Поздоровались. Старичок нас, должно, за районное начальство принял. Даже руку о штанину вытер прежде, чем для пожатия подал. Обстановку докладывает. Так и так, полевые работы идут полным ходом. Все взрослое население на хлебоуборке.
Это и был сам колхозный голова, два дня как председателем избрали, поскольку хромой. Во всей деревне их четыре старика осталось. А до того была дюжина мужиков да восемнадцать крепких парней. Все ушли на фронт.
В поле же работают одни женщины с детьми, девчата да старухи. А старик по причине своего физического увечья и руководитель на всю деревню, и за сторожа.
Вот какой героический порыв был!
Петр Иванович помнил этот героический порыв. У самого тогда руки чесались, хотелось сразиться с врагом. Да не птица ведь, из-за колючей проволоки не улетишь.
Но все сложилось так, как и сам того желал. Будто-то кто-то свыше подслушал его потаенные думы. Дело было уже в конце октября. К ним в отряд пришел  молоденький лейтенант НКВД. Такой форсистый из себя, весь как натянутая струна. Русый волос так и струится из-под лакового козырька командирской фуражки.
Построили их на лагерном плацу, лейтенант прокашлялся и начал обстановку на фронте обрисовывать. Сказал, если фашист завоюет нас, тогда, дескать, не только вам, но и  всей стране быть за колючей проволокой. И намекнул: советская власть умеет-де милостиво поступать по отношению к своим оступившимся чадам.
Он, наверное, из поповской семьи был, этот лейтенант. Но без долгой проповеди перешел к делу:
- Вопрос простой. Есть желающие кровью искупить позор свой в жестокой борьбе с врагом?.. Шаг вперед, кому дорога советская Родина!
Шагнули все. Весь их отряд в едином порыве. Даже закоренелые урки. На месте осталось лишь трое. Они топтались в неловком одиночестве и в сторону отводили глаза. Это были зэки из числа лагерной обслуги, так называемые «лагерные придурки». Все они проходили по делу троцкистов. И были, наверное, троцкистами.

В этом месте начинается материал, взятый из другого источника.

use thiserror::Error;

use crate::llm::LlmError;

/// Errors from the catalog store collaborator.
///
/// "Ingredient not found" is never an error anywhere in the core; absence is
/// absorbed into placeholder synthesis by the resolver.
#[derive(Debug, Error)]
pub enum CatalogError {
    /// The storage backing the catalog could not be reached or failed.
    #[error("catalog unavailable: {0}")]
    Unavailable(String),

    /// An insert collided with an existing record of the same name
    /// (case-insensitive). The resolver recovers by re-fetching.
    #[error("ingredient name already exists: {0}")]
    DuplicateName(String),

    /// A stored record violates the data model (e.g. an unknown unit string).
    #[error("corrupt catalog record: {0}")]
    InvalidRecord(String),
}

/// Errors from the AI recipe-generation flow.
#[derive(Debug, Error)]
pub enum GenerateError {
    #[error("LLM error: {0}")]
    Llm(#[from] LlmError),

    #[error("Failed to parse LLM response: {0}")]
    Parse(String),

    #[error("Catalog error: {0}")]
    Catalog(#[from] CatalogError),
}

 Совсем недавно одного из  них даже по телевизору показали. Петр Иванович сразу признал его. Одряхлел, гад, еле губами шлепает, а все за что-то цепляется. В каком-то, видишь ли, мемориале состоит.  И все-то они, вся их бывшая шайка лагерных прихлебателей, где-то и при ком-то состоят, чем-то непременно правят!.. А уж, как он Сталина поливал, этот плешивый лагерный хлеборезчик! Мать честная! И деспот-то, и злодей из всех злодеев! Тиран всех времен и народов!

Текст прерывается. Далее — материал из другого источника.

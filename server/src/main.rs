use std::env;
use std::sync::Arc;

use tracing_subscriber::layer::SubscriberExt;
use tracing_subscriber::util::SubscriberInitExt;

use tureen_server::{api, app, db, AppState, SharedState};

#[tokio::main]
async fn main() {
    // Dump the OpenAPI spec and exit, for client codegen and CI diffing.
    if env::args().any(|arg| arg == "--openapi") {
        let spec = api::openapi().to_pretty_json().unwrap();
        println!("{}", spec);
        return;
    }

    tracing_subscriber::registry()
        .with(tracing_subscriber::EnvFilter::from_default_env())
        .with(tracing_subscriber::fmt::layer())
        .init();

    let database_url = env::var("DATABASE_URL").expect("DATABASE_URL must be set");
    let pool = db::create_pool(&database_url);

    let llm = tureen_core::llm::create_provider_from_env()
        .expect("Failed to configure LLM provider");
    tracing::info!(
        provider = llm.provider_name(),
        model = llm.model_name(),
        "LLM provider configured"
    );

    let state: SharedState = Arc::new(AppState {
        pool,
        llm: Arc::from(llm),
    });

    let bind_addr = env::var("BIND_ADDR").unwrap_or_else(|_| "0.0.0.0:3000".to_string());
    let listener = tokio::net::TcpListener::bind(&bind_addr).await.unwrap();

    tracing::info!("Server listening on {}", listener.local_addr().unwrap());
    tracing::info!("Swagger UI available at http://{}/swagger-ui/", bind_addr);

    axum::serve(listener, app(state)).await.unwrap();
}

Петр Иванович слушал тогда и думал, а вот если бы им, этим самым троцкистам, не приведи Господь, довелось захватить власть, что было бы тогда в стране? Да они, пожалуй, почище всякого Сталина умыли бы Россию! Он хорошо их запомнил, этих желанников свобод и демократии! Все они  тогда по теплым лагерным местам ошивались. Большинство от скудной лагерной пайки загибаллось, а они, как боровы, ходят гладкие  да краснющие, хари в окно хлеборезки не умещаются.
И зачем им был фронт, когда и здесь, в лагере, можно припеваючи войну переждать. Да еще свой прибыльный шахер-махер иметь. Простых зэков обвешивать на каждой трудовой пайке. А потом торговать и ворованным сахаром, и  горьким тюремным хлебом...
Лейтенант взял список, устроил перекличку. После чего им позволили забрать свой «сидор» из бараков. И опять построили, по списку посчитали прежде, чем вывести за ворота. А там   уже три полуторки, крытые брезентом, поджидали. В каждой по два солдата с винтовками.
Погрузились по команде, повезли на станцию, а там потолкали в товарный вагон, наглухо запечатали и прямиком помчали к фронту.
Ночью на каком-то мертвом полустанке их выгрузили. Петр Иванович  тревожно огляделся. С двух сторон  голая лесополоса шумит. Палатка с какими-то военными. Походная кухня в сторонке под одиноким деревом, вкусным дымом пахнет.
Покормили их пшенной кашей, снова посчитали и строем повели куда-то в холодную пустоту осенней ночи.
Было тревожно и  жутковато с непривычки. Подмерзлая земля колоколом гудела под ногами. Звезды крупные, острые, как шило. Кажется, саму душу насквозь пронзают. И сердце щемит от тоски по дому, по родной деревне. А еще от неизвестности, ожидающей их. Куда ведут? Какой он, это фронт?
Не унывали лишь  урки, уголовные «блатари», смолоду привыкшие к непутевой жизни. Они так громко разговаривали, что на них даже прикрикнул сержант из команды сопровождения.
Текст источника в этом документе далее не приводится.